Stored data:
━━━━━━━━

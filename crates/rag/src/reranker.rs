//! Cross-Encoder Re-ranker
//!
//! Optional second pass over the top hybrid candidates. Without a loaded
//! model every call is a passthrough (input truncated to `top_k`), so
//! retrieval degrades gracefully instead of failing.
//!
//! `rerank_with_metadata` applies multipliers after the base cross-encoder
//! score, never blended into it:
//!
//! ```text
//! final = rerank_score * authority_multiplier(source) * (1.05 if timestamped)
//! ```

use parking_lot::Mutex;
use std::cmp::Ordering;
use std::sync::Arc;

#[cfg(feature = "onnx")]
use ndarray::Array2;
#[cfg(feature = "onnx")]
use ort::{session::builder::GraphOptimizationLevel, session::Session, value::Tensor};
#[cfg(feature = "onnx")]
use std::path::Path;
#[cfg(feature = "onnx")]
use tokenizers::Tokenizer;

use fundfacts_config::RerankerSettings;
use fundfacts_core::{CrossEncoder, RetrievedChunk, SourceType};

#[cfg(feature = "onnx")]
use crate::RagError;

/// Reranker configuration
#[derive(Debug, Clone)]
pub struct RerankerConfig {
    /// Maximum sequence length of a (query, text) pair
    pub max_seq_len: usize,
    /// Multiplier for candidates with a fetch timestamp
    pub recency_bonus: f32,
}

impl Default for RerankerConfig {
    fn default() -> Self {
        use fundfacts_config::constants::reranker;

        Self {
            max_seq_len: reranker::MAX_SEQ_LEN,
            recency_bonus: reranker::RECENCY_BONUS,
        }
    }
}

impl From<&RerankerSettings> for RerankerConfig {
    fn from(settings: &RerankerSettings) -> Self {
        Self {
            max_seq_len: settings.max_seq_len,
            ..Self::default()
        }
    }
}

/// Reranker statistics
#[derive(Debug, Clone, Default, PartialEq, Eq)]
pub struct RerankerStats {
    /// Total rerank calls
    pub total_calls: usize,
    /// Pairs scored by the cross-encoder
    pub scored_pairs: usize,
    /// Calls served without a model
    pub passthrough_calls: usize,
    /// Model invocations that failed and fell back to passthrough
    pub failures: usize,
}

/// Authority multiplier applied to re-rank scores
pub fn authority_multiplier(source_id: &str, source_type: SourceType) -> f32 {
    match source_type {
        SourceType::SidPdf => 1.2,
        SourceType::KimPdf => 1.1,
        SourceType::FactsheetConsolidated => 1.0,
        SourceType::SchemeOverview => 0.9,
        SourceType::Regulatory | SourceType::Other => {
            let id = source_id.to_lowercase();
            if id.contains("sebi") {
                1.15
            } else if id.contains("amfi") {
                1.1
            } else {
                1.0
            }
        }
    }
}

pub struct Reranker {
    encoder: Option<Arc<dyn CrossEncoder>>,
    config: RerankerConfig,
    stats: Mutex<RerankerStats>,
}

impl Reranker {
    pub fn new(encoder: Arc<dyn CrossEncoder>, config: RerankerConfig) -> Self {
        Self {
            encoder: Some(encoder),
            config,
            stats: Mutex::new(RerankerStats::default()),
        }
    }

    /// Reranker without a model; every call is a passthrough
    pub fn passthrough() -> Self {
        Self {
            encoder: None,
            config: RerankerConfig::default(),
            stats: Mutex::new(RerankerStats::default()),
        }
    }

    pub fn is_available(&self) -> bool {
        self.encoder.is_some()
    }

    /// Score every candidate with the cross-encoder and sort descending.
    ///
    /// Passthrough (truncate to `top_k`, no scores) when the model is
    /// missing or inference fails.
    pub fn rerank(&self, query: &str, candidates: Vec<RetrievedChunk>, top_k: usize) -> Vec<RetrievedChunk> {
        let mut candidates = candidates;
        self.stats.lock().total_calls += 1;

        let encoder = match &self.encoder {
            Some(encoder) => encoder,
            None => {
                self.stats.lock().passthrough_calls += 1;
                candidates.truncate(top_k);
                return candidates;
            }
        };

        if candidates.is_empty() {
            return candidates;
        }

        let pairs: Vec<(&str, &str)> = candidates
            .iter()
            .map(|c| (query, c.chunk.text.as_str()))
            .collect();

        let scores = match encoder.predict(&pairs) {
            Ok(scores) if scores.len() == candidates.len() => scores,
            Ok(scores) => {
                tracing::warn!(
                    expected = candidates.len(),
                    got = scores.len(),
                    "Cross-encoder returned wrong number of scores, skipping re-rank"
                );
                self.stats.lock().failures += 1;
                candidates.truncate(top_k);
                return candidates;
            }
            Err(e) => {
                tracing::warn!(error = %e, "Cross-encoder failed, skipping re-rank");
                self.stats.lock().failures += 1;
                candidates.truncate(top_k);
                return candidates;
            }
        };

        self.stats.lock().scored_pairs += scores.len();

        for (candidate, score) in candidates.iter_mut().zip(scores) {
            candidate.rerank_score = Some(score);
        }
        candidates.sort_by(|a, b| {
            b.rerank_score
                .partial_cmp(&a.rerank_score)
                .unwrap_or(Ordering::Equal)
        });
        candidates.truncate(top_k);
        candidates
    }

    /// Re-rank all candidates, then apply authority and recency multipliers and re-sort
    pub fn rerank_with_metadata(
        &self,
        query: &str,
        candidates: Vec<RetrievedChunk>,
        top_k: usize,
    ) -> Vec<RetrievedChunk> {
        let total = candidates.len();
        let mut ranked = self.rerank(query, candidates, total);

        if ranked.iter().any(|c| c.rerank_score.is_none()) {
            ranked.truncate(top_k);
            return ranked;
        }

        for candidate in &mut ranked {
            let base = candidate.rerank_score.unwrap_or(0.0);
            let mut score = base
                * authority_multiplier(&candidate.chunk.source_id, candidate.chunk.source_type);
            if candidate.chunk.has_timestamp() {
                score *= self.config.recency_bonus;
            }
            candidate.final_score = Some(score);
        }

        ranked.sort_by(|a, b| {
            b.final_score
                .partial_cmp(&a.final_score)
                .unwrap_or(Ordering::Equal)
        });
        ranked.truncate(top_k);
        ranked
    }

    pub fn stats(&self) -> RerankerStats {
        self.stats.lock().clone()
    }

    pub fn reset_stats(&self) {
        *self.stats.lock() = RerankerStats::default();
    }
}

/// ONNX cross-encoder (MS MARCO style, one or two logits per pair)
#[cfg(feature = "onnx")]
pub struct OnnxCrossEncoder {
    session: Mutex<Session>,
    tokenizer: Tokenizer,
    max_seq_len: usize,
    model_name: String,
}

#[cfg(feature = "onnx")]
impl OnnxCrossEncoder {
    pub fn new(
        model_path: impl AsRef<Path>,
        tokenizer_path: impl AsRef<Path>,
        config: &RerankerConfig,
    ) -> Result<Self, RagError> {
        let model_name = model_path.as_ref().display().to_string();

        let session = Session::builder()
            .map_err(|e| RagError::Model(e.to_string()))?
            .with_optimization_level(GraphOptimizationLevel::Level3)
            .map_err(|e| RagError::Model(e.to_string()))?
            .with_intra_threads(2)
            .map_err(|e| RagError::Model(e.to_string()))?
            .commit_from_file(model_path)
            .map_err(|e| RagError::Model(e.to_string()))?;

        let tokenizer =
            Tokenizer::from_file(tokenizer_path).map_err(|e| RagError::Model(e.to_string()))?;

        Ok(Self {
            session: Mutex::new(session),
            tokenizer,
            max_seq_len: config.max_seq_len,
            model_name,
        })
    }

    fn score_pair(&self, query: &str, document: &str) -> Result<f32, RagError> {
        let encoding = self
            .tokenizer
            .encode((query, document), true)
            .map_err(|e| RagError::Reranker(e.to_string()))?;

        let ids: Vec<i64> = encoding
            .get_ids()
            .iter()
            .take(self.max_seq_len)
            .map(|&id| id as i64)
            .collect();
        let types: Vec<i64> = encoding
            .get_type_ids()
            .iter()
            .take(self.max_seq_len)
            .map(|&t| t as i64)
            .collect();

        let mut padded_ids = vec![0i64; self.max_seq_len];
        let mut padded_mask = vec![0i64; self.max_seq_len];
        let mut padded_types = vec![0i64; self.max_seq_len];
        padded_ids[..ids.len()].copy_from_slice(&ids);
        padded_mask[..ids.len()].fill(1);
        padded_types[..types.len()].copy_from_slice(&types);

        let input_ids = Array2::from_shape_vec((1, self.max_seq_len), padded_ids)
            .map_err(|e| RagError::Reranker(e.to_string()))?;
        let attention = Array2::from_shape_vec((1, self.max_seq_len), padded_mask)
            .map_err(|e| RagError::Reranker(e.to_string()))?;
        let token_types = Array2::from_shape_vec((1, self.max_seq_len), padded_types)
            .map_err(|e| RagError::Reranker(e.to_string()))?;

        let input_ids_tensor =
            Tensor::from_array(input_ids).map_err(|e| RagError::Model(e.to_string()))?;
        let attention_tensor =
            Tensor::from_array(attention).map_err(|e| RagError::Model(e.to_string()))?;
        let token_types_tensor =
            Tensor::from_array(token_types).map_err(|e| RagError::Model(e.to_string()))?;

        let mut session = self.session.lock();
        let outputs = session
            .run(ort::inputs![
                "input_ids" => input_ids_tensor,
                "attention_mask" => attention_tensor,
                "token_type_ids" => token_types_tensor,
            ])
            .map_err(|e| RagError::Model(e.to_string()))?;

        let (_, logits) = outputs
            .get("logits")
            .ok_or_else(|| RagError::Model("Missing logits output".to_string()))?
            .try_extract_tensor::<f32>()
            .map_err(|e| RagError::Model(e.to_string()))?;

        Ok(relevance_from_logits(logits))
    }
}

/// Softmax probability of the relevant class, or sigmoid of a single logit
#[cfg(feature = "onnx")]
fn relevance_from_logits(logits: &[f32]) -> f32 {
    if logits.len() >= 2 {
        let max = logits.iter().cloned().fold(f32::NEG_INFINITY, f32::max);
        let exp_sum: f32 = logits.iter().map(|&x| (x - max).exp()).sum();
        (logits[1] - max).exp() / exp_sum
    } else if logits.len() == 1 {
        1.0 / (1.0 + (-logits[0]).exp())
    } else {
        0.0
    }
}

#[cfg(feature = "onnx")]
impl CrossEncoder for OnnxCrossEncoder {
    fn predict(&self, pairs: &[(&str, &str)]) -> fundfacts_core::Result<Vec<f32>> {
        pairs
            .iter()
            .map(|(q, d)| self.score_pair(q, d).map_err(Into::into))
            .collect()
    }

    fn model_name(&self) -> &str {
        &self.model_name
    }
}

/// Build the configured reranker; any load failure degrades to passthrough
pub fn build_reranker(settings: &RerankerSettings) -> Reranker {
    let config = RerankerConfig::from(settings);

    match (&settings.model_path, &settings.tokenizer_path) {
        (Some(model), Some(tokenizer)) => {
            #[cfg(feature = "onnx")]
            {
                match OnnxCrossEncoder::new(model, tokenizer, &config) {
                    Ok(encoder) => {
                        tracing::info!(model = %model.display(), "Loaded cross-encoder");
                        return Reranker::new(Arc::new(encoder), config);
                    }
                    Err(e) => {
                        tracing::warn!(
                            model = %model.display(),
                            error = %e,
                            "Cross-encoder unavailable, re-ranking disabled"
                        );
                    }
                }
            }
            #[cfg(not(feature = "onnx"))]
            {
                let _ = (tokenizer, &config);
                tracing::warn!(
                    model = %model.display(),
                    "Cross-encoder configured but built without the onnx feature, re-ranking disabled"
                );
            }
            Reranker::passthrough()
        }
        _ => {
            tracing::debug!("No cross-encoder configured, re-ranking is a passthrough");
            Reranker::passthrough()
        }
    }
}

━━━━━━━━

◆ Problem requirements: Using only the data above, copy out the lines that include the word "encoding".

◆ Finished task:
        let encoding = self
        let ids: Vec<i64> = encoding
        let types: Vec<i64> = encoding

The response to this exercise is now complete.